Based on title alone most of you will never read this and think “wow that guy is a moron”. Which is perfectly alright, you are allowed to do that.  But don’t fear, after you are done reading it you will think the same thing.

Most websites out there are using some simple hashing algorithm that is quick for their server to calculate, and is “small” and of non variable size in a database. In may cases this is some derivation of MD5.  Which that model has a completely different problem that I am not going to cover, Hash Cracking.

That’s right folk’s I am going to talk about the issues with Hash Collision!  And now you are closing your tabs, which I don’t blame you for, because lets face it the issue I am talking about is really rare.  Mostly you think I should shut up because MD5 has already been ‘proven’ broken (http://en.wikipedia.org/wiki/MD5#Collision_vulnerabilities). I am not denying that their research doesn’t work, or that they can’t create a colliding set of data, they do and they can. But that issue has nothing to do with passwords, particularly when it comes to MD5.

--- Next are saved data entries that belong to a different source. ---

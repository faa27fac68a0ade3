//! Pipeline stages
//!
//! A stage is a controller-side handle to an engine node plus the last value
//! written to each of its parameters.

use std::fmt;
use std::sync::Arc;

use tracing::warn;

use crate::engine::{AudioBuffer, AudioEngine, MonitorStream, NodeId, StageParam};
use crate::error::Result;

/// Role of a stage in the chain
#[derive(Debug, Clone, Copy, PartialEq, Eq, Hash)]
pub enum StageRole {
    Processor,
    Filter,
    Sink,
}

impl fmt::Display for StageRole {
    fn fmt(&self, f: &mut fmt::Formatter<'_>) -> fmt::Result {
        match self {
            StageRole::Processor => write!(f, "Processor"),
            StageRole::Filter => write!(f, "Filter"),
            StageRole::Sink => write!(f, "Sink"),
        }
    }
}

/// Connect/disconnect capability shared by every stage
pub trait Stage {
    /// Engine node backing this stage
    fn node(&self) -> NodeId;

    fn role(&self) -> StageRole;

    /// Route this stage's output into `target`
    fn connect(&self, engine: &mut dyn AudioEngine, target: &dyn Stage) -> Result<()> {
        engine.connect(self.node(), target.node())
    }

    /// Drop every outgoing connection of this stage
    fn disconnect(&self, engine: &mut dyn AudioEngine) -> Result<()> {
        engine.disconnect(self.node())
    }
}

/// Time/pitch modifier bound to exactly one buffer
#[derive(Debug)]
pub struct Processor {
    node: NodeId,
    buffer: Arc<AudioBuffer>,
    tempo: f64,
}

impl Processor {
    /// Create the engine node and apply the starting tempo
    pub fn create(engine: &mut dyn AudioEngine, buffer: Arc<AudioBuffer>, tempo: f64) -> Result<Self> {
        let node = engine.create_processor(Arc::clone(&buffer))?;
        if let Err(e) = engine.set_param(node, StageParam::Tempo, tempo) {
            if let Err(release) = engine.release(node) {
                warn!(%node, error = %release, "failed to release processor after a rejected tempo");
            }
            return Err(e);
        }
        Ok(Self { node, buffer, tempo })
    }

    pub fn tempo(&self) -> f64 {
        self.tempo
    }

    pub fn set_tempo(&mut self, engine: &mut dyn AudioEngine, tempo: f64) -> Result<()> {
        engine.set_param(self.node, StageParam::Tempo, tempo)?;
        self.tempo = tempo;
        Ok(())
    }

    /// The buffer this processor plays
    pub fn buffer(&self) -> &Arc<AudioBuffer> {
        &self.buffer
    }

    /// Disconnect and destroy the engine node
    pub fn release(self, engine: &mut dyn AudioEngine) -> Result<()> {
        let disconnected = self.disconnect(engine);
        engine.release(self.node)?;
        disconnected
    }
}

impl Stage for Processor {
    fn node(&self) -> NodeId {
        self.node
    }

    fn role(&self) -> StageRole {
        StageRole::Processor
    }
}

/// Lowpass filter stage; independent of any buffer
#[derive(Debug)]
pub struct Filter {
    node: NodeId,
    cutoff_frequency: f64,
    resonance_q: f64,
}

impl Filter {
    pub fn create(engine: &mut dyn AudioEngine, cutoff_frequency: f64, resonance_q: f64) -> Result<Self> {
        let node = engine.create_filter()?;
        engine.set_param(node, StageParam::CutoffFrequency, cutoff_frequency)?;
        engine.set_param(node, StageParam::ResonanceQ, resonance_q)?;
        Ok(Self {
            node,
            cutoff_frequency,
            resonance_q,
        })
    }

    pub fn cutoff_frequency(&self) -> f64 {
        self.cutoff_frequency
    }

    pub fn resonance_q(&self) -> f64 {
        self.resonance_q
    }

    pub fn set_cutoff_frequency(&mut self, engine: &mut dyn AudioEngine, hz: f64) -> Result<()> {
        engine.set_param(self.node, StageParam::CutoffFrequency, hz)?;
        self.cutoff_frequency = hz;
        Ok(())
    }

    pub fn set_resonance_q(&mut self, engine: &mut dyn AudioEngine, q: f64) -> Result<()> {
        engine.set_param(self.node, StageParam::ResonanceQ, q)?;
        self.resonance_q = q;
        Ok(())
    }
}

impl Stage for Filter {
    fn node(&self) -> NodeId {
        self.node
    }

    fn role(&self) -> StageRole {
        StageRole::Filter
    }
}

/// Terminal gain stage with a monitor tap for capture
#[derive(Debug)]
pub struct Sink {
    node: NodeId,
    gain: f64,
}

impl Sink {
    pub fn create(engine: &mut dyn AudioEngine, gain: f64) -> Result<Self> {
        let node = engine.create_sink()?;
        engine.set_param(node, StageParam::Gain, gain)?;
        Ok(Self { node, gain })
    }

    pub fn gain(&self) -> f64 {
        self.gain
    }

    pub fn set_gain(&mut self, engine: &mut dyn AudioEngine, gain: f64) -> Result<()> {
        engine.set_param(self.node, StageParam::Gain, gain)?;
        self.gain = gain;
        Ok(())
    }

    /// Open a stream carrying a copy of everything this sink outputs
    pub fn monitor_tap(&self, engine: &mut dyn AudioEngine) -> Result<MonitorStream> {
        engine.monitor_tap(self.node)
    }
}

impl Stage for Sink {
    fn node(&self) -> NodeId {
        self.node
    }

    fn role(&self) -> StageRole {
        StageRole::Sink
    }
}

Keyspace, MD5 has a keyspace of 128 bits. The examples in the link above are 1024 bits long, hence why I say they don’t matter in the case of passwords.  The assumption that you make with a password hashing algorithm is that the algorithm is 1-1 and onto inside the size of the keyspace. Meaning that passwords that are 128 bits or smaller should never have a collision with another password that is 128 bits or smaller.  Which assuming ASCII allows for 18 characters in a password, UTF-8 allows for 16.  I am going to work with UTF-8 because lets face it, it’s gained some popularity in the past couple years online (http://googleblog.blogspot.com/2010/01/unicode-nearing-50-of-web.html).

Now if you are still reading you are thinking “Integgroll is an ignoramus passwords only have 95 possible characters that they can use!” And you would be right, there are only 95 of the possible 256 possible characters that appear in UTF-8 that are used for passwords. This means that an amazingly small portion of each character is used, about 37%, which leaves about 63% of the character to never change.  If you get where I am going with this, that means there is a HUGE area of the keyspace that is never used by passwords.

Alright now it is time for some imagery to help sooth some of the math that is coming up. Imagine that you are above the Milky Way, and you can somehow throw half football fields at that area. Each of those spots where a half field lands, that is one password.  If you were to do this for the 16 UTF-8 characters worth of keyspace that you can use in MD5 you would have 37% of the milky way covered in football fields.  Wrap a stadium around THAT Jerry Jones!

If you were to toss another half field at the Milky Way after it had all those fields on it already, there is a 37% chance that it will land in the same place as another field already on the Milky Way.  That is your chances of collision with a password that is 16 characters or less in the MD5 keyspace.  Most of that 37% is wrapped up in passwords that are of good length.  At 11 characters or less there is only about a 1% chance of a collision.  When you get down to the shorter lengths, like say 8 or under, you are looking at 0.144% chance.

Yes, the numbers here are tiny, and the chance that a password and an account will match up with a collision that is much shorter than its length is very very rare in the password space.  But this is a legitimate reason to limit password length, or at least it will be once you can brute force 11-16 character passwords relatively quickly.

My response to this is to not use a single hashing algorithm for authentication. For example, don’t use MD5 or MD5(SHA(BLOWFISH))) use MD5 and also use SHA store them in different fields in that user database, and only authenticate when the hashed password is matched for both algorithms.

 

TLDR: Use more than one form of hash algorithm with the results stored in different fields for authentication. Also Integgroll is a scrub.